[WHAT IS EXPECTED]: Without skipping any entry, transcribe the data word for word.

[STUDY MATERIAL]:
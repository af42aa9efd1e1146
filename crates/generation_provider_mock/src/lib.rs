//! Deterministic mock implementation of the shared `generation_provider` contract.
//!
//! This crate contains no transport/protocol logic and is intended for local
//! development and contract-level integration testing.

use std::sync::atomic::Ordering;
use std::sync::{Mutex, MutexGuard};
use std::thread;
use std::time::Duration;

use generation_provider::{
    CancelSignal, ExecutionResult, FragmentSnapshot, GenerationEvent, GenerationProvider,
    GenerationRequest, ProviderProfile, SandboxProvider, SandboxRequest,
};

/// Stable provider identifier used for explicit startup selection.
pub const MOCK_PROVIDER_ID: &str = "mock";

/// Scripted outcome after all snapshots have been emitted.
#[derive(Debug, Clone, PartialEq, Eq)]
enum Ending {
    Finish,
    Fail(String),
}

/// Deterministic mock provider used by `fragments` tests and local runs.
///
/// Each scripted snapshot is emitted as-is, so scripts should be cumulative the
/// way a real object stream is.
#[derive(Debug)]
pub struct MockGenerationProvider {
    snapshots: Vec<FragmentSnapshot>,
    ending: Ending,
    run_delay: Duration,
    snapshot_delay: Duration,
    requests: Mutex<Vec<GenerationRequest>>,
}

impl MockGenerationProvider {
    const RUN_DELAY_MS: u64 = 200;
    const SNAPSHOT_DELAY_MS: u64 = 50;

    /// Creates a mock provider that streams `snapshots` and then finishes.
    #[must_use]
    pub fn new(snapshots: Vec<FragmentSnapshot>) -> Self {
        Self {
            snapshots,
            ending: Ending::Finish,
            run_delay: Duration::from_millis(Self::RUN_DELAY_MS),
            snapshot_delay: Duration::from_millis(Self::SNAPSHOT_DELAY_MS),
            requests: Mutex::new(Vec::new()),
        }
    }

    /// Streams `snapshots` and then fails with `error` instead of finishing.
    #[must_use]
    pub fn failing(snapshots: Vec<FragmentSnapshot>, error: impl Into<String>) -> Self {
        Self {
            ending: Ending::Fail(error.into()),
            ..Self::new(snapshots)
        }
    }

    /// Overrides the pacing delays. Tests pass `Duration::ZERO`.
    #[must_use]
    pub fn with_delays(mut self, run_delay: Duration, snapshot_delay: Duration) -> Self {
        self.run_delay = run_delay;
        self.snapshot_delay = snapshot_delay;
        self
    }

    /// Requests observed so far, in call order.
    #[must_use]
    pub fn requests(&self) -> Vec<GenerationRequest> {
        lock_unpoisoned(&self.requests).clone()
    }

    fn pause(duration: Duration) {
        if !duration.is_zero() {
            thread::sleep(duration);
        }
    }
}

impl Default for MockGenerationProvider {
    fn default() -> Self {
        let commentary = [
            "I'll build",
            "I'll build a counter component",
            "I'll build a counter component with increment and reset buttons.",
        ];
        let code = [
            "",
            "export default function Counter() {\n",
            "export default function Counter() {\n  const [count, setCount] = useState(0)\n",
            "export default function Counter() {\n  const [count, setCount] = useState(0)\n  return <button onClick={() => setCount(count + 1)}>{count}</button>\n}\n",
        ];

        let mut snapshots = Vec::new();
        for text in commentary {
            snapshots.push(FragmentSnapshot {
                commentary: Some(text.to_string()),
                ..FragmentSnapshot::default()
            });
        }

        for (index, source) in code.iter().enumerate().skip(1) {
            snapshots.push(FragmentSnapshot {
                commentary: Some(commentary[2].to_string()),
                template: Some("nextjs-developer".to_string()),
                title: Some("Counter".to_string()),
                file_path: (index > 1).then(|| "pages/index.tsx".to_string()),
                code: Some(source.to_string()),
                port: (index == code.len() - 1).then_some(3000),
                ..FragmentSnapshot::default()
            });
        }

        Self::new(snapshots)
    }
}

impl GenerationProvider for MockGenerationProvider {
    fn profile(&self) -> ProviderProfile {
        ProviderProfile {
            provider_id: MOCK_PROVIDER_ID.to_string(),
            endpoint: "memory".to_string(),
        }
    }

    fn run(
        &self,
        req: GenerationRequest,
        cancel: CancelSignal,
        emit: &mut dyn FnMut(GenerationEvent),
    ) -> Result<(), String> {
        let run_id = req.run_id;
        lock_unpoisoned(&self.requests).push(req);

        emit(GenerationEvent::Started { run_id });
        Self::pause(self.run_delay);

        let mut latest = FragmentSnapshot::default();
        for snapshot in &self.snapshots {
            if cancel.load(Ordering::SeqCst) {
                emit(GenerationEvent::Cancelled { run_id });
                return Ok(());
            }

            latest = snapshot.clone();
            emit(GenerationEvent::Snapshot {
                run_id,
                snapshot: snapshot.clone(),
            });
            Self::pause(self.snapshot_delay);
        }

        if cancel.load(Ordering::SeqCst) {
            emit(GenerationEvent::Cancelled { run_id });
            return Ok(());
        }

        match &self.ending {
            Ending::Finish => emit(GenerationEvent::Finished {
                run_id,
                object: latest,
            }),
            Ending::Fail(error) => emit(GenerationEvent::Failed {
                run_id,
                error: error.clone(),
            }),
        }

        Ok(())
    }
}

/// Sandbox collaborator that answers every request with a fixed result.
#[derive(Debug)]
pub struct MockSandboxProvider {
    outcome: Result<ExecutionResult, String>,
    requests: Mutex<Vec<SandboxRequest>>,
}

impl MockSandboxProvider {
    #[must_use]
    pub fn with_url(url: impl Into<String>) -> Self {
        Self {
            outcome: Ok(ExecutionResult {
                sbx_id: Some("mock-sandbox".to_string()),
                url: Some(url.into()),
                ..ExecutionResult::default()
            }),
            requests: Mutex::new(Vec::new()),
        }
    }

    #[must_use]
    pub fn failing(error: impl Into<String>) -> Self {
        Self {
            outcome: Err(error.into()),
            requests: Mutex::new(Vec::new()),
        }
    }

    #[must_use]
    pub fn requests(&self) -> Vec<SandboxRequest> {
        lock_unpoisoned(&self.requests).clone()
    }
}

impl Default for MockSandboxProvider {
    fn default() -> Self {
        Self::with_url("https://3000-mock-sandbox.e2b.app")
    }
}

impl SandboxProvider for MockSandboxProvider {
    fn provision(&self, req: SandboxRequest) -> Result<ExecutionResult, String> {
        let mut result = self.outcome.clone();
        if let Ok(result) = result.as_mut() {
            result.template = req.fragment.template.clone();
        }
        lock_unpoisoned(&self.requests).push(req);
        result
    }
}

fn lock_unpoisoned<T>(mutex: &Mutex<T>) -> MutexGuard<'_, T> {
    match mutex.lock() {
        Ok(guard) => guard,
        Err(poisoned) => poisoned.into_inner(),
    }
}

[EXERCISE OUTPUT]:
repository af42aa9efd1e1146
filename crates/generation_provider_mock/src/lib.rs
//! Deterministic mock implementation of the shared `generation_provider` contract.
//!
//! This crate contains no transport/protocol logic and is intended for local
//! development and contract-level integration testing.

use std::sync::atomic::Ordering;
use std::sync::{Mutex, MutexGuard};
use std::thread;
use std::time::Duration;

use generation_provider::{
    CancelSignal, ExecutionResult, FragmentSnapshot, GenerationEvent, GenerationProvider,
    GenerationRequest, ProviderProfile, SandboxProvider, SandboxRequest,
};

/// Stable provider identifier used for explicit startup selection.
pub const MOCK_PROVIDER_ID: &str = "mock";

/// Scripted outcome after all snapshots have been emitted.
#[derive(Debug, Clone, PartialEq, Eq)]
enum Ending {
    Finish,
    Fail(String),
}

/// Deterministic mock provider used by `fragments` tests and local runs.
///
/// Each scripted snapshot is emitted as-is, so scripts should be cumulative the
/// way a real object stream is.
#[derive(Debug)]
pub struct MockGenerationProvider {
    snapshots: Vec<FragmentSnapshot>,
    ending: Ending,
    run_delay: Duration,
    snapshot_delay: Duration,
    requests: Mutex<Vec<GenerationRequest>>,
}

impl MockGenerationProvider {
    const RUN_DELAY_MS: u64 = 200;
    const SNAPSHOT_DELAY_MS: u64 = 50;

    /// Creates a mock provider that streams `snapshots` and then finishes.
    #[must_use]
    pub fn new(snapshots: Vec<FragmentSnapshot>) -> Self {
        Self {
            snapshots,
            ending: Ending::Finish,
            run_delay: Duration::from_millis(Self::RUN_DELAY_MS),
            snapshot_delay: Duration::from_millis(Self::SNAPSHOT_DELAY_MS),
            requests: Mutex::new(Vec::new()),
        }
    }

    /// Streams `snapshots` and then fails with `error` instead of finishing.
    #[must_use]
    pub fn failing(snapshots: Vec<FragmentSnapshot>, error: impl Into<String>) -> Self {
        Self {
            ending: Ending::Fail(error.into()),
            ..Self::new(snapshots)
        }
    }

    /// Overrides the pacing delays. Tests pass `Duration::ZERO`.
    #[must_use]
    pub fn with_delays(mut self, run_delay: Duration, snapshot_delay: Duration) -> Self {
        self.run_delay = run_delay;
        self.snapshot_delay = snapshot_delay;
        self
    }

    /// Requests observed so far, in call order.
    #[must_use]
    pub fn requests(&self) -> Vec<GenerationRequest> {
        lock_unpoisoned(&self.requests).clone()
    }

    fn pause(duration: Duration) {
        if !duration.is_zero() {
            thread::sleep(duration);
        }
    }
}

impl Default for MockGenerationProvider {
    fn default() -> Self {
        let commentary = [
            "I'll build",
            "I'll build a counter component",
            "I'll build a counter component with increment and reset buttons.",
        ];
        let code = [
            "",
            "export default function Counter() {\n",
            "export default function Counter() {\n  const [count, setCount] = useState(0)\n",
            "export default function Counter() {\n  const [count, setCount] = useState(0)\n  return <button onClick={() => setCount(count + 1)}>{count}</button>\n}\n",
        ];

        let mut snapshots = Vec::new();
        for text in commentary {
            snapshots.push(FragmentSnapshot {
                commentary: Some(text.to_string()),
                ..FragmentSnapshot::default()
            });
        }

        for (index, source) in code.iter().enumerate().skip(1) {
            snapshots.push(FragmentSnapshot {
                commentary: Some(commentary[2].to_string()),
                template: Some("nextjs-developer".to_string()),
                title: Some("Counter".to_string()),
                file_path: (index > 1).then(|| "pages/index.tsx".to_string()),
                code: Some(source.to_string()),
                port: (index == code.len() - 1).then_some(3000),
                ..FragmentSnapshot::default()
            });
        }

        Self::new(snapshots)
    }
}

impl GenerationProvider for MockGenerationProvider {
    fn profile(&self) -> ProviderProfile {
        ProviderProfile {
            provider_id: MOCK_PROVIDER_ID.to_string(),
            endpoint: "memory".to_string(),
        }
    }

    fn run(
        &self,
        req: GenerationRequest,
        cancel: CancelSignal,
        emit: &mut dyn FnMut(GenerationEvent),
    ) -> Result<(), String> {
        let run_id = req.run_id;
        lock_unpoisoned(&self.requests).push(req);

        emit(GenerationEvent::Started { run_id });
        Self::pause(self.run_delay);

        let mut latest = FragmentSnapshot::default();
        for snapshot in &self.snapshots {
            if cancel.load(Ordering::SeqCst) {
                emit(GenerationEvent::Cancelled { run_id });
                return Ok(());
            }

            latest = snapshot.clone();
            emit(GenerationEvent::Snapshot {
                run_id,
                snapshot: snapshot.clone(),
            });
            Self::pause(self.snapshot_delay);
        }

        if cancel.load(Ordering::SeqCst) {
            emit(GenerationEvent::Cancelled { run_id });
            return Ok(());
        }

        match &self.ending {
            Ending::Finish => emit(GenerationEvent::Finished {
                run_id,
                object: latest,
            }),
            Ending::Fail(error) => emit(GenerationEvent::Failed {
                run_id,
                error: error.clone(),
            }),
        }

        Ok(())
    }
}

/// Sandbox collaborator that answers every request with a fixed result.
#[derive(Debug)]
pub struct MockSandboxProvider {
    outcome: Result<ExecutionResult, String>,
    requests: Mutex<Vec<SandboxRequest>>,
}

impl MockSandboxProvider {
    #[must_use]
    pub fn with_url(url: impl Into<String>) -> Self {
        Self {
            outcome: Ok(ExecutionResult {
                sbx_id: Some("mock-sandbox".to_string()),
                url: Some(url.into()),
                ..ExecutionResult::default()
            }),
            requests: Mutex::new(Vec::new()),
        }
    }

    #[must_use]
    pub fn failing(error: impl Into<String>) -> Self {
        Self {
            outcome: Err(error.into()),
            requests: Mutex::new(Vec::new()),
        }
    }

    #[must_use]
    pub fn requests(&self) -> Vec<SandboxRequest> {
        lock_unpoisoned(&self.requests).clone()
    }
}

impl Default for MockSandboxProvider {
    fn default() -> Self {
        Self::with_url("https://3000-mock-sandbox.e2b.app")
    }
}

impl SandboxProvider for MockSandboxProvider {
    fn provision(&self, req: SandboxRequest) -> Result<ExecutionResult, String> {
        let mut result = self.outcome.clone();
        if let Ok(result) = result.as_mut() {
            result.template = req.fragment.template.clone();
        }
        lock_unpoisoned(&self.requests).push(req);
        result
    }
}

fn lock_unpoisoned<T>(mutex: &Mutex<T>) -> MutexGuard<'_, T> {
    match mutex.lock() {
        Ok(guard) => guard,
        Err(poisoned) => poisoned.into_inner(),
    }
}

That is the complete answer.